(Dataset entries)
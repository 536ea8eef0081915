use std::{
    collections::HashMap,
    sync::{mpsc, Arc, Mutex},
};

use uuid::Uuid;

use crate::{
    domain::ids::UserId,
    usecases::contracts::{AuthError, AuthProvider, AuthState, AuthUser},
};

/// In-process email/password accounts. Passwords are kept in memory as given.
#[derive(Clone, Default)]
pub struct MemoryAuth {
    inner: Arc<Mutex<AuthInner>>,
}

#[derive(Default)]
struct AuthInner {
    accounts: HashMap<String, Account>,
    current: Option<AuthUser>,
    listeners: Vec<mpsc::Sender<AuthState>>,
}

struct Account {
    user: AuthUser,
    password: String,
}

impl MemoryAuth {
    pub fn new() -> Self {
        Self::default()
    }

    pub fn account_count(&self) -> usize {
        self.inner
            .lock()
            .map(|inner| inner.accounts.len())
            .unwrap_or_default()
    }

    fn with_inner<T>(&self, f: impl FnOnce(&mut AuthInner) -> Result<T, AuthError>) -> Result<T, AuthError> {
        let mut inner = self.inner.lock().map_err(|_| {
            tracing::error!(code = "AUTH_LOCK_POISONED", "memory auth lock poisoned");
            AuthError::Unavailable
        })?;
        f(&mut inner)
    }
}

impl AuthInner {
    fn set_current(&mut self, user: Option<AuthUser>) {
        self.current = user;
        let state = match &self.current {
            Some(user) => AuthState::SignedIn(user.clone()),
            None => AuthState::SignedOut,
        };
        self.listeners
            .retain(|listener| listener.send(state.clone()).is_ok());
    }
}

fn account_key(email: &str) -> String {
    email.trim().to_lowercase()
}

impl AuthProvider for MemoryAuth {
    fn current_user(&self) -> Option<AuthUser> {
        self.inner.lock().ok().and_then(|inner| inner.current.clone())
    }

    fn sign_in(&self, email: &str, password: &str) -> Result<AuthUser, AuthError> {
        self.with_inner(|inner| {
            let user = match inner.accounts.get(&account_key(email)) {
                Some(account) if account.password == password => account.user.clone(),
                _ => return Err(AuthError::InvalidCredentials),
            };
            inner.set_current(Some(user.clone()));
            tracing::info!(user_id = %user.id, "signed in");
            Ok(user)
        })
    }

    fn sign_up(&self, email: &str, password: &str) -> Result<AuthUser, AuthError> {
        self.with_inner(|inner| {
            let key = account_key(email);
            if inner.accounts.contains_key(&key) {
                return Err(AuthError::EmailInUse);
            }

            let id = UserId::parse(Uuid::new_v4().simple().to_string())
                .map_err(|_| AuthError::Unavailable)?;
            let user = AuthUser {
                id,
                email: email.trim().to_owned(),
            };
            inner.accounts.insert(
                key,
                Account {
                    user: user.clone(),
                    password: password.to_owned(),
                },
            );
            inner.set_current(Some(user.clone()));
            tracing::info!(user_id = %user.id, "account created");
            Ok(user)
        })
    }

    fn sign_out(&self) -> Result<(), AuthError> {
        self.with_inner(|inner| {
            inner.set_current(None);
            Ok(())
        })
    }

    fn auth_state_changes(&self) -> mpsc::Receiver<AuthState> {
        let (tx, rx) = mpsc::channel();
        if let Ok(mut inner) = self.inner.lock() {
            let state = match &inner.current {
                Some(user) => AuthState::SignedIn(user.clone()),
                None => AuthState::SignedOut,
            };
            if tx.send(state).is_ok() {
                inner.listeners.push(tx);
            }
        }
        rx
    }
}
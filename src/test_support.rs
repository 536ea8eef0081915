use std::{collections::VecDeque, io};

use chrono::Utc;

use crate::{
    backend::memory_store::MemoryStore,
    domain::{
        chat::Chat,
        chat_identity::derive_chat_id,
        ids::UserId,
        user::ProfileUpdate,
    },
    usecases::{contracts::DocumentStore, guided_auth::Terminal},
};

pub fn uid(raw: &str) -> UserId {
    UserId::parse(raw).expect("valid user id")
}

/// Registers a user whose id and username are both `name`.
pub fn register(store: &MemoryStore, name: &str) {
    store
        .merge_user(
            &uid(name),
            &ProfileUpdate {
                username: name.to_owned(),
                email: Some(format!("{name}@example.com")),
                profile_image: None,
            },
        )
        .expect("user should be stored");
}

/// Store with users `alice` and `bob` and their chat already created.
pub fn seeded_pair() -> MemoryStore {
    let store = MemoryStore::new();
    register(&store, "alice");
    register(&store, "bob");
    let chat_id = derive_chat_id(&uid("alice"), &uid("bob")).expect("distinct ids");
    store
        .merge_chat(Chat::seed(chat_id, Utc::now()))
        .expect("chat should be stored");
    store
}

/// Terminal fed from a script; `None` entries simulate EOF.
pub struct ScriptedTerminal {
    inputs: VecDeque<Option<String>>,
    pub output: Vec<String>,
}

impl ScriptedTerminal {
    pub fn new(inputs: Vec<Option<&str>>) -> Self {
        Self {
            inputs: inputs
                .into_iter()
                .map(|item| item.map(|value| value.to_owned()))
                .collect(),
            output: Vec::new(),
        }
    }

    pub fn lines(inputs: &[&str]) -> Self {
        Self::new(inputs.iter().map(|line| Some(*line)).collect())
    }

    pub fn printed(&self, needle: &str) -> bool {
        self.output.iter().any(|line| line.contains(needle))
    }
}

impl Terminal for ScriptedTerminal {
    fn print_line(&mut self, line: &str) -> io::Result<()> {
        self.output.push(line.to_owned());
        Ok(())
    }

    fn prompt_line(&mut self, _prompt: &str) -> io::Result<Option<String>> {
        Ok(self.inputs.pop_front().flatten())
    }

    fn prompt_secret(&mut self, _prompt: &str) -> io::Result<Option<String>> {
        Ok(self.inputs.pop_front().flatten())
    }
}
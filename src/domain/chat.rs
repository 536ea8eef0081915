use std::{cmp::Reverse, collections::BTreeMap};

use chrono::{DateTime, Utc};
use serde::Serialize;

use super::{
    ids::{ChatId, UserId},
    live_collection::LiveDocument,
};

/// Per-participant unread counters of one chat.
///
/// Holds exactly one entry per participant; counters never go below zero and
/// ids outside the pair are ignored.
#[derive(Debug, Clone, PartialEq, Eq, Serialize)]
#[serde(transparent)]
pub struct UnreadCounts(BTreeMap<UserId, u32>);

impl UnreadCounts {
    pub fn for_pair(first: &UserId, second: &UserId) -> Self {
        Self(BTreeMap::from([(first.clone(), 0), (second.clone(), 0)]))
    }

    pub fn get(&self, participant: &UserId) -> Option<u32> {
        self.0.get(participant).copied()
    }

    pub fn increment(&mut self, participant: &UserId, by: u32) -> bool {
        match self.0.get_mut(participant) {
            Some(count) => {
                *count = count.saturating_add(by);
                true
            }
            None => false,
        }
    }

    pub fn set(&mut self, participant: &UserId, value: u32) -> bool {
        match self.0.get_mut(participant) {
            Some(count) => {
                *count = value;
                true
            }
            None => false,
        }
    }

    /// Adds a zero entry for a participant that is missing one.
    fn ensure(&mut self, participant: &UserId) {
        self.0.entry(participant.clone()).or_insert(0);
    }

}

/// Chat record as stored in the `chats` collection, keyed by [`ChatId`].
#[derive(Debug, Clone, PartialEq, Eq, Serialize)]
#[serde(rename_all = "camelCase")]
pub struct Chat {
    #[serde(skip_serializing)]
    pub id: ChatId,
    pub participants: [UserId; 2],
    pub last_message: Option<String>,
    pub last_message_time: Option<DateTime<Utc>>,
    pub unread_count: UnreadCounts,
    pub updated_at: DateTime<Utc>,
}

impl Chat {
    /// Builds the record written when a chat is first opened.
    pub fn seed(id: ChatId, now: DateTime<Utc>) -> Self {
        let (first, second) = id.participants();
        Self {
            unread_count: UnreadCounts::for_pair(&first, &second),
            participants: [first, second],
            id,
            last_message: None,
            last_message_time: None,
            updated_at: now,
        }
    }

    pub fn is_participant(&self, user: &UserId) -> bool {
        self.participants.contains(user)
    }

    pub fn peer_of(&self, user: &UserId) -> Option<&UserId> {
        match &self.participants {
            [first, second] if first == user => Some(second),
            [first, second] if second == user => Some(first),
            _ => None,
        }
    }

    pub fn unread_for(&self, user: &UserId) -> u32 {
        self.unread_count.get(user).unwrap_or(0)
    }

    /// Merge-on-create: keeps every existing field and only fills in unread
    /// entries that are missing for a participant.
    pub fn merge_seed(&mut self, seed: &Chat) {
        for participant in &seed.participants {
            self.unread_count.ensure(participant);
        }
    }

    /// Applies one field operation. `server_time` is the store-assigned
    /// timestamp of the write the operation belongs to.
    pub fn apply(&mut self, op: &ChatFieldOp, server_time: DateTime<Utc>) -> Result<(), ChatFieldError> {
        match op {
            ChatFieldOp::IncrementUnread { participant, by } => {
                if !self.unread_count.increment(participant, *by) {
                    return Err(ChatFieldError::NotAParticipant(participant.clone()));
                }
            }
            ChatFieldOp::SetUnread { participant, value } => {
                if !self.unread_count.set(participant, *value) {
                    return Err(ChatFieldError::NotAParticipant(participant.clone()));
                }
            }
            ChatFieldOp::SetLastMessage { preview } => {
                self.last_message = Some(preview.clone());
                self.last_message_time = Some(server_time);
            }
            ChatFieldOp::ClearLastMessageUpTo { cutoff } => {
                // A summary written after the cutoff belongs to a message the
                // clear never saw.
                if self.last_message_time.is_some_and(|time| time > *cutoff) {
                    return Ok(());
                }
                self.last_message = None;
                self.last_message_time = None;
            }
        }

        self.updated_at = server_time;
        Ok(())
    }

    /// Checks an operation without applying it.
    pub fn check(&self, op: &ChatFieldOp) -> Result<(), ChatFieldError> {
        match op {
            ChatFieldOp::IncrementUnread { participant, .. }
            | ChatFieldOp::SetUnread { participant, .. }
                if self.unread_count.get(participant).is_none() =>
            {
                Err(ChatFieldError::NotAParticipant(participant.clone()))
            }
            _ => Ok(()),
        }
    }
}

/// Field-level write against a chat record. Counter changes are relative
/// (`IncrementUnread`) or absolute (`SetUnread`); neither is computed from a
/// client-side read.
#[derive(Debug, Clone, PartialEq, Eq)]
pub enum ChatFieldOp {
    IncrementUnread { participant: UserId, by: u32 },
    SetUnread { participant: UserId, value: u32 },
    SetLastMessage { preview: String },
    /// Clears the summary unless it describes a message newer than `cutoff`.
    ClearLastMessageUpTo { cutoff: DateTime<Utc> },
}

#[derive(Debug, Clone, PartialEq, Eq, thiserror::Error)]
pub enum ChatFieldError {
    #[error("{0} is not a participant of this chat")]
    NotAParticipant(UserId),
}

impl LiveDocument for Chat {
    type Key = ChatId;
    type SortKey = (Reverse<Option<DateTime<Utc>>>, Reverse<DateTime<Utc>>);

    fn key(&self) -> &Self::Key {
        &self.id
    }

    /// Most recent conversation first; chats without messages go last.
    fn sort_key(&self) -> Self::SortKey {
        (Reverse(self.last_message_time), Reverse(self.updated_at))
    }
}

• [Task statement]
Filter the records above and return every line that holds the word "AuthProvider".

• [Answer]
    usecases::contracts::{AuthError, AuthProvider, AuthState, AuthUser},
impl AuthProvider for MemoryAuth {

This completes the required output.